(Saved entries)
- Opening Delimiter -
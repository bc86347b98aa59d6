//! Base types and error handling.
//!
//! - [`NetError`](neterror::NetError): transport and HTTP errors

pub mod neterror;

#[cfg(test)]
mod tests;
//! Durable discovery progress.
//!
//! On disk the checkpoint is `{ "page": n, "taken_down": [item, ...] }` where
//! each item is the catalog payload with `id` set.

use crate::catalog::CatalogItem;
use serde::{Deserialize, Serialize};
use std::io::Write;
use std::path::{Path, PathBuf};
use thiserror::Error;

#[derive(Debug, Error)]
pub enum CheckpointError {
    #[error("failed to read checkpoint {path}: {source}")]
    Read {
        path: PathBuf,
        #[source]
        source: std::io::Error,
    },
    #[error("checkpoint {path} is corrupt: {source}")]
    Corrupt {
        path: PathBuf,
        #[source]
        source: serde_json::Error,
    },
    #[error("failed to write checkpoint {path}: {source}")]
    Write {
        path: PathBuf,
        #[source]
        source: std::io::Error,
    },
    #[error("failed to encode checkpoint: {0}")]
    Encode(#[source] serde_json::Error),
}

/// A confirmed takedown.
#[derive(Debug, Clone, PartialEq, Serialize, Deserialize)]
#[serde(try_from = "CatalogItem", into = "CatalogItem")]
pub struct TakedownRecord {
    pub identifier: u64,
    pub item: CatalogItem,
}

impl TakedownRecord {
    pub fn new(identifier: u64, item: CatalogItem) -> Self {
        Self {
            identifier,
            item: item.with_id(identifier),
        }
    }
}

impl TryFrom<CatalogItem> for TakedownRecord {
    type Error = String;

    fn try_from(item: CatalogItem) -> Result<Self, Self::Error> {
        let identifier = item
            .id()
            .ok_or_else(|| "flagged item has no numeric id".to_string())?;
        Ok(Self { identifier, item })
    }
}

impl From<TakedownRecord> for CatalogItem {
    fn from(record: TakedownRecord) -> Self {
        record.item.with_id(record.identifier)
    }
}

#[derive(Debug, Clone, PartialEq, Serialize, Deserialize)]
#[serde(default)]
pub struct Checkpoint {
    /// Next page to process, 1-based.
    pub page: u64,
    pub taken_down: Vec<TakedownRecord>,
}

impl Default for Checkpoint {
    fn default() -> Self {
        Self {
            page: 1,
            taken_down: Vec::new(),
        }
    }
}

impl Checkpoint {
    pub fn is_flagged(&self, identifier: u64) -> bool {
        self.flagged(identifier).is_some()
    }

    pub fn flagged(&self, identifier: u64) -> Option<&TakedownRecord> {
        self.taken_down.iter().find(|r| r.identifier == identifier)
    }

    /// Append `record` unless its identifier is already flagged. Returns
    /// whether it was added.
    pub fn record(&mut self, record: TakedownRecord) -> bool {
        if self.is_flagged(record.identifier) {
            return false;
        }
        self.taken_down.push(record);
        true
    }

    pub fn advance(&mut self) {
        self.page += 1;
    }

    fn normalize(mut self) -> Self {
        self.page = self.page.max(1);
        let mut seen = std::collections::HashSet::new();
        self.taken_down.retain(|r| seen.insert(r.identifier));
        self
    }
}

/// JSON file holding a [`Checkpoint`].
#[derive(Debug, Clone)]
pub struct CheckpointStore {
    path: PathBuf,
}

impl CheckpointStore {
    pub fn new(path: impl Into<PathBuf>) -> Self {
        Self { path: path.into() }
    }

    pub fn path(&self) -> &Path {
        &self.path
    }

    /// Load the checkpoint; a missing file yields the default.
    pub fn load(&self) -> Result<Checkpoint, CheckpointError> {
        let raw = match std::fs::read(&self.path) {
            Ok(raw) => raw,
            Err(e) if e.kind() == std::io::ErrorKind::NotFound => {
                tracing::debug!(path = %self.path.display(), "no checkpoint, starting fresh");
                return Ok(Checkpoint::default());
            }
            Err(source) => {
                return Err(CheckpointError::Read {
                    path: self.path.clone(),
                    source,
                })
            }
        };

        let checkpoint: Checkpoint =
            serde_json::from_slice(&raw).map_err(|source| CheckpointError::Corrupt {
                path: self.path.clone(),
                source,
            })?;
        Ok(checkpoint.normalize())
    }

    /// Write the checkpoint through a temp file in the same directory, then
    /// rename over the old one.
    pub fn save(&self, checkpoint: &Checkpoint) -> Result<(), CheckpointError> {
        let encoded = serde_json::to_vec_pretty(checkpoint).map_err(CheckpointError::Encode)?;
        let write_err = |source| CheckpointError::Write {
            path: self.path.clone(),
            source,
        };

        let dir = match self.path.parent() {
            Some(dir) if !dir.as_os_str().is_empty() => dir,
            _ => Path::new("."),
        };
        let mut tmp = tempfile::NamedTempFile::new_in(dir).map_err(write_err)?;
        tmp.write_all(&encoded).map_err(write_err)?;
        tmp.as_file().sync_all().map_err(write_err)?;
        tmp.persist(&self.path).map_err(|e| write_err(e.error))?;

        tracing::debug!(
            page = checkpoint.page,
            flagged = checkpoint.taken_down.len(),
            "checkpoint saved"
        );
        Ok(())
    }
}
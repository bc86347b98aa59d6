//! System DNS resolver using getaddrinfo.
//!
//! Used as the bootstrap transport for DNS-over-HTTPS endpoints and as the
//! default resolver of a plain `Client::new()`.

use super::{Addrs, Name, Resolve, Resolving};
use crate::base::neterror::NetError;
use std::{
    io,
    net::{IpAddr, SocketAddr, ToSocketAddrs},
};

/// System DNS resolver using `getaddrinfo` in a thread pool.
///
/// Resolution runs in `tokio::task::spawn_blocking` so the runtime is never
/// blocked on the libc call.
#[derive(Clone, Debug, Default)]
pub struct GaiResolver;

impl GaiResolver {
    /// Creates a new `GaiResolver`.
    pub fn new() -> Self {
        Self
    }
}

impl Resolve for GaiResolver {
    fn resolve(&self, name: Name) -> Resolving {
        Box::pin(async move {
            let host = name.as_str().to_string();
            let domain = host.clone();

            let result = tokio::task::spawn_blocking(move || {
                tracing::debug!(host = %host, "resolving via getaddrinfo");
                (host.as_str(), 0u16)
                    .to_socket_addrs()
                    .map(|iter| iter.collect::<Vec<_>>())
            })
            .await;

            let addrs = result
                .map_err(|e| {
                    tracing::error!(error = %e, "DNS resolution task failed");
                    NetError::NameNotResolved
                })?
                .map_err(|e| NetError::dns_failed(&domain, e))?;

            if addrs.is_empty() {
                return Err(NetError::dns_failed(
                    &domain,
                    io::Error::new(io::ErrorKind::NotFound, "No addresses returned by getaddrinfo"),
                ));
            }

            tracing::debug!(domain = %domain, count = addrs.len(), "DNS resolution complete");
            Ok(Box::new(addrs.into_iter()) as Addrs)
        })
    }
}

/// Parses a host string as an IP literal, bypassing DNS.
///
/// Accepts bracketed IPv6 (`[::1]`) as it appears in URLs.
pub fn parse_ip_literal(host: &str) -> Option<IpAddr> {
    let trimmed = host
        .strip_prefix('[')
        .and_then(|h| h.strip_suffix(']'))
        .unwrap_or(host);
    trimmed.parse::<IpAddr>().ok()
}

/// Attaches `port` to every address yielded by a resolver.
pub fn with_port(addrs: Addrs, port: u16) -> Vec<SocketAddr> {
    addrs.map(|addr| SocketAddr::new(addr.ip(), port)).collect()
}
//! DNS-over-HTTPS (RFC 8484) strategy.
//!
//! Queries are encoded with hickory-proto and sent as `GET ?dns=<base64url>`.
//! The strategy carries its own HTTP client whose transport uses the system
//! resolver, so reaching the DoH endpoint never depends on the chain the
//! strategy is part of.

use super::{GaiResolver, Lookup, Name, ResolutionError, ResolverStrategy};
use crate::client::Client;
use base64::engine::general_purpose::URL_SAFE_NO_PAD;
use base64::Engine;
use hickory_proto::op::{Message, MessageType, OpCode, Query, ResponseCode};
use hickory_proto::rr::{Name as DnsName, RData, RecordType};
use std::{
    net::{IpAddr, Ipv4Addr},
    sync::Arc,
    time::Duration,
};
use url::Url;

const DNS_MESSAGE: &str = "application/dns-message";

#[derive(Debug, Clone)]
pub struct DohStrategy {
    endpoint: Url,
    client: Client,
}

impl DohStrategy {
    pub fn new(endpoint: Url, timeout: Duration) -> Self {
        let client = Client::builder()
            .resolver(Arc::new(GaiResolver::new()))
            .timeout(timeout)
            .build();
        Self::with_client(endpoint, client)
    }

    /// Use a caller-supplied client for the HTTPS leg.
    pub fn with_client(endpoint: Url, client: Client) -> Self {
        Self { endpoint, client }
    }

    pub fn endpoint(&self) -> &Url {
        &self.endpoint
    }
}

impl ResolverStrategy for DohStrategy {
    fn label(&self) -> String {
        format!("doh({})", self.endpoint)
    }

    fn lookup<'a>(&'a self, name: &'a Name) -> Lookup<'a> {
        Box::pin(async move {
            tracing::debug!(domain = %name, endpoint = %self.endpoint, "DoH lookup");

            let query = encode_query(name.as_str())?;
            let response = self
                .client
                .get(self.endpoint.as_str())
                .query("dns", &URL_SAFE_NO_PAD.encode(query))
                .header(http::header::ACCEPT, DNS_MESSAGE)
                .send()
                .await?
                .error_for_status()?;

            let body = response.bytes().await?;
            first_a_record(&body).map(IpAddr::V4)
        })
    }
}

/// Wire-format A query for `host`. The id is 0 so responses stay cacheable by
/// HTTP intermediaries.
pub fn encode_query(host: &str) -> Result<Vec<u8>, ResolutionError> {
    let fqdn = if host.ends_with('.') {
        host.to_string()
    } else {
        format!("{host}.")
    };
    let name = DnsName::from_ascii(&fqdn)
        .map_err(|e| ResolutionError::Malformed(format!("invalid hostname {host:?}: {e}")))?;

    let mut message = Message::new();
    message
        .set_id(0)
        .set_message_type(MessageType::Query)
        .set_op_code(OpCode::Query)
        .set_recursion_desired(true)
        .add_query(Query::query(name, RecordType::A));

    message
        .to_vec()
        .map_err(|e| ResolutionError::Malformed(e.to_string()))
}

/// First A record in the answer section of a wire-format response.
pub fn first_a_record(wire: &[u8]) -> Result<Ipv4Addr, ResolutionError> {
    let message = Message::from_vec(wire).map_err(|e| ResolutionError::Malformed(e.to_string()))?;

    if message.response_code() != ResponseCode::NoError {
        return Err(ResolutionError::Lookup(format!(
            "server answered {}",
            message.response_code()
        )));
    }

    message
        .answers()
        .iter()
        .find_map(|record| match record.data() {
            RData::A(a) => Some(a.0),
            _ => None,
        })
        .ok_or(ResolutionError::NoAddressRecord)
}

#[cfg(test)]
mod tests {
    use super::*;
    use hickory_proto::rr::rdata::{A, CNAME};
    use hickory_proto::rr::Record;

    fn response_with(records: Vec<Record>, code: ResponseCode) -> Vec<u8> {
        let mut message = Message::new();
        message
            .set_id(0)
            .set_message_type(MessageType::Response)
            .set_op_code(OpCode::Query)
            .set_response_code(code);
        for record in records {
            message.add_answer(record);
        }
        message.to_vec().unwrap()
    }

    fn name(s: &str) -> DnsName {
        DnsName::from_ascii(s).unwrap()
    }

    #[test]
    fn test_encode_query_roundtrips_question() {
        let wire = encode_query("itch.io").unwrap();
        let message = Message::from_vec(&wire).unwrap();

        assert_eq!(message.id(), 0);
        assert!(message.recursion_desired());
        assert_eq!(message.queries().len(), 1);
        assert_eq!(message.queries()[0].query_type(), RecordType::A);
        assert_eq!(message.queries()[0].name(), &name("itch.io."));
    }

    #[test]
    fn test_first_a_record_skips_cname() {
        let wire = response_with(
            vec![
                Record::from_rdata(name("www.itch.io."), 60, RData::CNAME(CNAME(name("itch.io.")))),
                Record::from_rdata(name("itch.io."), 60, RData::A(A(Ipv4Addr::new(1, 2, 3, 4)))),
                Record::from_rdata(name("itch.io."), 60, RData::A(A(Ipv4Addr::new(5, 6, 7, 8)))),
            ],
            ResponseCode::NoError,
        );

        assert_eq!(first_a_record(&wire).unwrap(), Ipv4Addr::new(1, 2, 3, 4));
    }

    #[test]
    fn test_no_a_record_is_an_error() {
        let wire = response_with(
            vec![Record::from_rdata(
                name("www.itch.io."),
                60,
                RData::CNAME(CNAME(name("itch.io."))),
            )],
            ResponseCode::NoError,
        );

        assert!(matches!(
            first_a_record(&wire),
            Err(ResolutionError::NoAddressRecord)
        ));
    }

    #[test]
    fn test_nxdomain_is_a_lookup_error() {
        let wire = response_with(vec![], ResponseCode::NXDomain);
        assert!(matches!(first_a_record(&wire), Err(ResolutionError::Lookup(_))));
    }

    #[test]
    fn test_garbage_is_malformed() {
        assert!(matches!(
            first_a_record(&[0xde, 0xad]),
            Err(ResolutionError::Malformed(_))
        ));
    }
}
- Closing Delimiter -
## Work item
Identify the lines of the data that contain the word "OpCode". Copy each of them.

## Response to this exercise
use hickory_proto::op::{Message, MessageType, OpCode, Query, ResponseCode};
        .set_op_code(OpCode::Query)
            .set_op_code(OpCode::Query)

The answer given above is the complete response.